(by unusable, I mean I can never find the page I am looking for when I search. Basically, I have to maintain my own wiki of important links I may need to reference in the future)
* First you have a few occurrence of the same search query in your search history (because only a few people searched similar words in the past)
* You can't either use synonyms of remove stop words to recommend better content (IT, can means "information technology, or the pronoun. THE can be an acronym, ...).
So basically the only thing you can do is search words. Confluence is worse than that because it tries to remove stop words and do things that break exact match search. But this is a difficult job. Ways to improve search: allow multi titles, index with tags, attributes, only do exact words match, allow users to suggest content for a specific search query, search autocompletion, searching in live during typing ... (many things that Confluence doesn't care about).
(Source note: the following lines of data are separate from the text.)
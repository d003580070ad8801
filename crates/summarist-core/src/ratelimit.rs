//! Sliding-window rate limiting for remote provider calls.

use std::future::Future;
use std::time::Duration;

use tokio::sync::Mutex;
use tokio::time::Instant;

use crate::{Error, Result};

/// Default maximum calls per window
pub const DEFAULT_LIMIT: u32 = 5;
/// Default window length
pub const DEFAULT_INTERVAL: Duration = Duration::from_secs(60);

#[derive(Debug)]
struct WindowState {
    calls: u32,
    window_start: Instant,
}

/// Bounds call frequency over a sliding window.
///
/// State is shared across every call made through one limiter instance;
/// the check-then-increment runs under a mutex so concurrent callers on a
/// multi-threaded runtime cannot exceed the limit.
pub struct RateLimiter {
    limit: u32,
    interval: Duration,
    state: Mutex<WindowState>,
}

impl RateLimiter {
    pub fn new(limit: u32, interval: Duration) -> Self {
        Self {
            limit,
            interval,
            state: Mutex::new(WindowState {
                calls: 0,
                window_start: Instant::now(),
            }),
        }
    }

    /// Run `operation` if the current window has capacity.
    ///
    /// Resets the window when it has elapsed; when the limit is reached
    /// the operation is not invoked and [`Error::RateLimit`] reports how
    /// long until the window reopens. Results of the operation propagate
    /// unchanged.
    pub async fn run<F, Fut, T>(&self, operation: F) -> Result<T>
    where
        F: FnOnce() -> Fut,
        Fut: Future<Output = Result<T>>,
    {
        self.acquire().await?;
        operation().await
    }

    async fn acquire(&self) -> Result<()> {
        let mut state = self.state.lock().await;
        let now = Instant::now();

        if now.duration_since(state.window_start) > self.interval {
            state.calls = 0;
            state.window_start = now;
        }

        if state.calls >= self.limit {
            let remaining = self
                .interval
                .saturating_sub(now.duration_since(state.window_start));
            return Err(Error::RateLimit {
                retry_after_secs: remaining.as_secs_f64().ceil() as u64,
            });
        }

        state.calls += 1;
        Ok(())
    }
}

impl Default for RateLimiter {
    fn default() -> Self {
        Self::new(DEFAULT_LIMIT, DEFAULT_INTERVAL)
    }
}
use regex::Regex;
use std::sync::LazyLock;

use super::split_sentences;
use crate::summarize::SummaryFormat;

static NUMBERED_LIST: LazyLock<Regex> =
    LazyLock::new(|| Regex::new(r"^\d+\.\s").expect("numbered list regex is valid"));

/// Render a raw summary into the requested output style.
///
/// Providers that follow instructions may already return bulleted or
/// numbered output, so `bullet` and `key-points` pass pre-formatted text
/// through unchanged rather than formatting it a second time.
pub fn format_summary(text: &str, format: SummaryFormat) -> String {
    if text.is_empty() {
        return String::new();
    }

    match format {
        SummaryFormat::Paragraph => as_paragraphs(text),
        SummaryFormat::Bullet => as_bullet_points(text),
        SummaryFormat::KeyPoints => as_key_points(text),
    }
}

/// One sentence per paragraph block.
fn as_paragraphs(text: &str) -> String {
    split_sentences(text).join("\n\n")
}

fn as_bullet_points(text: &str) -> String {
    // Already bulleted output passes through untouched.
    if text.contains('•') || text.contains("* ") || text.contains("- ") {
        return text.to_string();
    }

    split_sentences(text)
        .iter()
        .map(|sentence| format!("• {sentence}"))
        .collect::<Vec<_>>()
        .join("\n")
}

fn as_key_points(text: &str) -> String {
    // Already numbered output passes through untouched.
    if NUMBERED_LIST.is_match(text) {
        return text.to_string();
    }

    split_sentences(text)
        .iter()
        .enumerate()
        .map(|(i, sentence)| format!("{}. {}", i + 1, sentence))
        .collect::<Vec<_>>()
        .join("\n")
}

#[cfg(test)]
mod tests {
    use super::*;

    const THREE_SENTENCES: &str = "First point. Second point? Third point!";

    #[test]
    fn paragraph_produces_one_block_per_sentence() {
        let formatted = format_summary(THREE_SENTENCES, SummaryFormat::Paragraph);
        assert_eq!(formatted, "First point.\n\nSecond point?\n\nThird point!");
        assert_eq!(formatted.split("\n\n").count(), 3);
    }

    #[test]
    fn bullet_prefixes_each_sentence() {
        let formatted = format_summary(THREE_SENTENCES, SummaryFormat::Bullet);
        assert_eq!(formatted, "• First point.\n• Second point?\n• Third point!");
    }

    #[test]
    fn bullet_is_idempotent() {
        let once = format_summary(THREE_SENTENCES, SummaryFormat::Bullet);
        let twice = format_summary(&once, SummaryFormat::Bullet);
        assert_eq!(once, twice);
    }

    #[test]
    fn bullet_passes_through_dashed_lists() {
        let pre_formatted = "- already a list\n- second item";
        assert_eq!(
            format_summary(pre_formatted, SummaryFormat::Bullet),
            pre_formatted
        );
    }

    #[test]
    fn key_points_numbers_sentences() {
        let formatted = format_summary(THREE_SENTENCES, SummaryFormat::KeyPoints);
        assert_eq!(formatted, "1. First point.\n2. Second point?\n3. Third point!");
    }

    #[test]
    fn key_points_passes_through_numbered_lists() {
        let pre_formatted = "1. Already numbered. 2. Stays as is.";
        assert_eq!(
            format_summary(pre_formatted, SummaryFormat::KeyPoints),
            pre_formatted
        );
    }

    #[test]
    fn empty_input_yields_empty_output() {
        assert_eq!(format_summary("", SummaryFormat::Paragraph), "");
        assert_eq!(format_summary("", SummaryFormat::Bullet), "");
        assert_eq!(format_summary("", SummaryFormat::KeyPoints), "");
    }
}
You also have to respect rights when returning documents, each documents, can have rights from folder or document itself, inherited from team access or user access, so this is really computation intensive too, or pre-compute rights
(Working on a competitor [0] of Confluence and I have put plenty of hours of work on that specific issue, and I can tell you this is really hard)
Even early Google had more power user features than a typical B2B product search bar.
Boolean expressions (NOT, OR, AND), exact match strings, links-to, linked-from, in-folder/category, etc. should be mandatory for these workflows. Better if you can include search queries as live page content, as in Notion & Height.
Power users are a small share of users of knowledge management software, so it is difficult to build a system only for them. Most people just type a few words and give up if they don't find the result in the 5 first results.
I wrote a custom search engine that worked by running on cron, pulling in all of the content from Confluence and writing it into a SQLite table with SQLite full-text search enabled (using https://sqlite-utils.datasette.io/en/stable/python-api.html#...), then sticking a https://datasette.io/ interface in front of it.
On another level, and bearing in mind that Confluence is a paid product, this absolutely should not be necessary and competent search is something that Atlassian should provide out of the box.
(Yes, I have beef with Confluence, but in my case it's primarily due to the historically awful editing experience.)
The docs for the POST content literally says to write what you want in confluences WYSIWYG, then do a GET API call to see what it should look like.
This methodology works
https://ccc.inaoep.mx/~villasen/bib/AN%20OVERVIEW%20OF%20EVA...
and I used it to tune up the relevance of a search engine for patents to the point where users could immediately perceive that it worked better than other products.
After I worked on that I wound up talking to the developers and/or marketing people for many enterprise search engines and few of them, if any, did any kind of formal benchmarking of relevance.
People at one firm told me that they used to go to TREC conferences because they thought it got them visibility but that they decided it didn't so they quit going.
A message I got repeatedly was that these firms thought that the people who bought the search engines didn't care much about relevance, but they did care about there being 200 or more plug-ins to import data from various sources.
In principle the tuning is unique to the text corpus. One reason for that is that there is a balancing act of having a search engine that prefers small documents (they have spiky vectors that look more like query vectors) or large documents (they have so many words they match everything.) Different corpuses have different distributions of document sizes, not to mention different distributions of words that appear.
Few organizations are willing to do the work to tune up a search engine (you have to decide about the relevance of 10,000+ document hits), but I've had the experience that you can beat the pants off the defaults even using a generic tuning. For instance that patent search engine was tuned up against the GOV2 corpus instead of a patent corpus. A small patent corpus showed us we were on the right track, however.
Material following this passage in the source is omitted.